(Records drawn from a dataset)
--- START ---
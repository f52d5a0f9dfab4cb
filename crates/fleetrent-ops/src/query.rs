//! Read-only query operations.
//!
//! Catalog queries are public; rental and payment views are scoped to
//! the authenticated caller. Each call reads one consistent snapshot.

use fleetrent_store::{PaymentView, RentalView, VehicleFilter, VehicleStore};
use fleetrent_types::{PaymentId, Vehicle, VehicleId};

use crate::error::{OpsError, OpsResult};
use crate::service::{Caller, RentalService};

impl RentalService {
    /// Browse the vehicle catalog, optionally filtered by category and
    /// availability. Public; no caller required.
    pub fn list_vehicles(&self, filter: VehicleFilter) -> OpsResult<Vec<Vehicle>> {
        Ok(self.state.vehicles.list(filter)?)
    }

    /// Load one catalog entry. Public; no caller required.
    pub fn vehicle_detail(&self, vehicle_id: VehicleId) -> OpsResult<Vehicle> {
        self.state
            .vehicles
            .get(vehicle_id)?
            .ok_or(OpsError::VehicleNotFound(vehicle_id))
    }

    /// List the caller's rentals with their vehicles, newest first.
    pub fn list_rentals(&self, caller: &Caller) -> OpsResult<Vec<RentalView>> {
        Ok(self.state.rental_views_for_user(caller.id)?)
    }

    /// List the caller's payments, newest first.
    pub fn list_payments(&self, caller: &Caller) -> OpsResult<Vec<PaymentView>> {
        Ok(self.state.payment_views_for_user(caller.id)?)
    }

    /// Load one of the caller's payments.
    ///
    /// A payment owned by someone else is indistinguishable from a
    /// missing one.
    pub fn payment_detail(&self, caller: &Caller, payment_id: PaymentId) -> OpsResult<PaymentView> {
        self.state
            .payment_view_for_user(caller.id, payment_id)?
            .ok_or_else(|| OpsError::PaymentNotFound(format!("payment id {}", payment_id)))
    }
}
--- END ---
Your goal:
Exactly reproduce every line found in the records.

Written answer:
repository f52d5a0f9dfab4cb
filename crates/fleetrent-ops/src/query.rs
//! Read-only query operations.
//!
//! Catalog queries are public; rental and payment views are scoped to
//! the authenticated caller. Each call reads one consistent snapshot.

use fleetrent_store::{PaymentView, RentalView, VehicleFilter, VehicleStore};
use fleetrent_types::{PaymentId, Vehicle, VehicleId};

use crate::error::{OpsError, OpsResult};
use crate::service::{Caller, RentalService};

impl RentalService {
    /// Browse the vehicle catalog, optionally filtered by category and
    /// availability. Public; no caller required.
    pub fn list_vehicles(&self, filter: VehicleFilter) -> OpsResult<Vec<Vehicle>> {
        Ok(self.state.vehicles.list(filter)?)
    }

    /// Load one catalog entry. Public; no caller required.
    pub fn vehicle_detail(&self, vehicle_id: VehicleId) -> OpsResult<Vehicle> {
        self.state
            .vehicles
            .get(vehicle_id)?
            .ok_or(OpsError::VehicleNotFound(vehicle_id))
    }

    /// List the caller's rentals with their vehicles, newest first.
    pub fn list_rentals(&self, caller: &Caller) -> OpsResult<Vec<RentalView>> {
        Ok(self.state.rental_views_for_user(caller.id)?)
    }

    /// List the caller's payments, newest first.
    pub fn list_payments(&self, caller: &Caller) -> OpsResult<Vec<PaymentView>> {
        Ok(self.state.payment_views_for_user(caller.id)?)
    }

    /// Load one of the caller's payments.
    ///
    /// A payment owned by someone else is indistinguishable from a
    /// missing one.
    pub fn payment_detail(&self, caller: &Caller, payment_id: PaymentId) -> OpsResult<PaymentView> {
        self.state
            .payment_view_for_user(caller.id, payment_id)?
            .ok_or_else(|| OpsError::PaymentNotFound(format!("payment id {}", payment_id)))
    }
}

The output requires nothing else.